An annual poll released on Tuesday showed growing distrust between Israel’s Jewish and Arab populations, with over one-third of Jewish Israelis maintaining that the government should encourage their Arab compatriots to emigrate.
The Israel Democracy Index also found that over half (55.7%) of Jewish Israelis believe one cannot identify as a Palestinian and be a loyal citizen, some 39% said Arab Israelis pose a security threat, and 42.3% said Arab Israelis support the destruction of the State of Israel.
Some 60 percent of Jewish Israelis said only citizens who have signed a declaration of loyalty to the state and have served in the army or national service should retain the right to vote or be elected to Knesset. Some 83.8% of Arab Israelis opposed it.
“We asked respondents if it would bother them to live next to eight groups of others: secular Jews, ultra-Orthodox Jews, an Arab family, a Jewish family, people with mental health disorders, an Ethiopian-Israeli family, foreign workers, a homosexual couple, and people with intellectual/developmental disabilities,” the study said.
For Jews, the “most unwelcome neighbors” were foreign workers (48.5%), followed by an Arab family (36.1%). Arabs were most averse to living near an ultra-Orthodox family (42.6%), followed by a homosexual couple (40.4%).
A slim majority (52.3%) of Jewish respondents disagreed with the statement “Most Arab citizens of Israel have not reconciled themselves to the state’s existence, and support its destruction,” while 42.3% concurred. Over two-thirds (69.7%) of Arab respondents rejected this statement, while 24.3% agreed.
More than half (55.4%) of Israelis disagree that the government should be encouraging Arab Israeli emigration, but 37.5% “feel that such a step on the part of the state is in fact desirable,” the study said.
The study found that an overwhelming majority of both Jewish and Arab Israelis (84.3% of Jews and 83.4% of Arabs) would choose to remain in Israel, even if offered citizenship in the United States or other Western countries.
The findings were based on a sample of 1,019 adults who were interviewed between April-May 2015. The sample of error was +/- 3.2%.
IDI President Yohanan Plesner said the results “reveal the deepening divide between Israel’s Jewish and Arab citizens. Apparently, support for the value of equality is limited in Israel and only declarative. Too many Jewish Israeli citizens prefer to prevent the integration of Arab citizens in areas where they could play a role in helping to make decisions for the nation.”

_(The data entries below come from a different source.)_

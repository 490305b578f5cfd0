// ABOUTME: Constants shared across the relay, grouped by domain
// ABOUTME: Default ports, timeouts, metering parameters, and wire sentinels
//
// SPDX-License-Identifier: MIT OR Apache-2.0
// Copyright (c) 2025 Pierre Fitness Intelligence

//! Constants module
//!
//! Pure data constants grouped by domain. Runtime-overridable values have their
//! environment variable names next to the default.

/// Service identity used in structured logs
pub mod service_names {
    /// Name of the relay server
    pub const CHAT_RELAY_SERVER: &str = "chat-relay-server";
}

/// Network ports
pub mod ports {
    /// Default HTTP port
    pub const DEFAULT_HTTP_PORT: u16 = 8081;
}

/// API routes
pub mod routes {
    /// Health route
    pub const HEALTH: &str = "/health";
    /// Unified chat completion route
    pub const CHAT_COMPLETIONS: &str = "/api/v1/chat/completions";
    /// Conversation title generation route
    pub const CHAT_TITLES: &str = "/api/v1/chat/titles";
}

/// Upstream provider call bounds
pub mod upstream {
    /// Connect timeout for provider calls
    pub const DEFAULT_CONNECT_TIMEOUT_SECS: u64 = 10;
    /// Whole-request bound for synchronous completions
    pub const DEFAULT_REQUEST_TIMEOUT_SECS: u64 = 30;
    /// Whole-stream bound for streaming completions
    pub const DEFAULT_STREAM_TIMEOUT_SECS: u64 = 120;
    /// Maximum gap between two upstream reads while streaming
    pub const DEFAULT_STREAM_IDLE_TIMEOUT_SECS: u64 = 60;
    /// Characters of an upstream error body kept as diagnostic text
    pub const DIAGNOSTIC_PREVIEW_CHARS: usize = 200;
}

/// Streaming relay parameters
pub mod relay {
    /// Bounded capacity of the client-facing event channel
    pub const DEFAULT_CHANNEL_CAPACITY: usize = 32;
    /// Terminal sentinel of OpenAI-style SSE streams
    pub const DONE_SENTINEL: &str = "[DONE]";
}

/// Credit metering parameters
pub mod credit {
    /// Micro-credits per whole credit (fixed 6-decimal precision)
    pub const MICROS_PER_CREDIT: i64 = 1_000_000;
    /// Price unit: prices are quoted per this many tokens
    pub const UNITS_PER_PRICE: i64 = 1_000;
    /// Units priced by the pre-check minimum balance
    pub const DEFAULT_MIN_VIABLE_UNITS: i64 = 100;
}

/// Conversation title generation
pub mod titles {
    /// Default OpenAI-compatible base URL for the title model
    pub const DEFAULT_BASE_URL: &str = "https://dashscope.aliyuncs.com/compatible-mode/v1";
    /// Default title model
    pub const DEFAULT_MODEL: &str = "qwen-turbo";
    /// Request timeout for title generation
    pub const DEFAULT_TIMEOUT_SECS: u64 = 30;
    /// Fallback for regular titles
    pub const DEFAULT_TITLE: &str = "New conversation";
    /// Fallback for summary titles
    pub const DEFAULT_SUMMARY_TITLE: &str = "Conversation summary";
    /// Messages considered for a regular title
    pub const MAX_TITLE_MESSAGES: usize = 10;
    /// Per-message character cap for a regular title prompt
    pub const TITLE_MESSAGE_CHARS: usize = 200;
    /// Messages longer than this are elided in a summary prompt
    pub const SUMMARY_ELIDE_THRESHOLD: usize = 300;
    /// Characters kept from the start of an elided message
    pub const SUMMARY_HEAD_CHARS: usize = 150;
    /// Characters kept from the end of an elided message
    pub const SUMMARY_TAIL_CHARS: usize = 100;
    /// Maximum title length before truncation
    pub const MAX_TITLE_CHARS: usize = 50;
}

“The strength of the people of Israel, the existence of Israeli democracy, is not a given,” said President Reuven Rivlin. “It is incumbent on us to forever strengthen it, to continue to strive for true democracy in Israel. … Even in these difficult days, it is forbidden for us to forget that the war at home will only pass when we struggle with how to live together, continue to communicate, and defend the arc of trust and ideas.”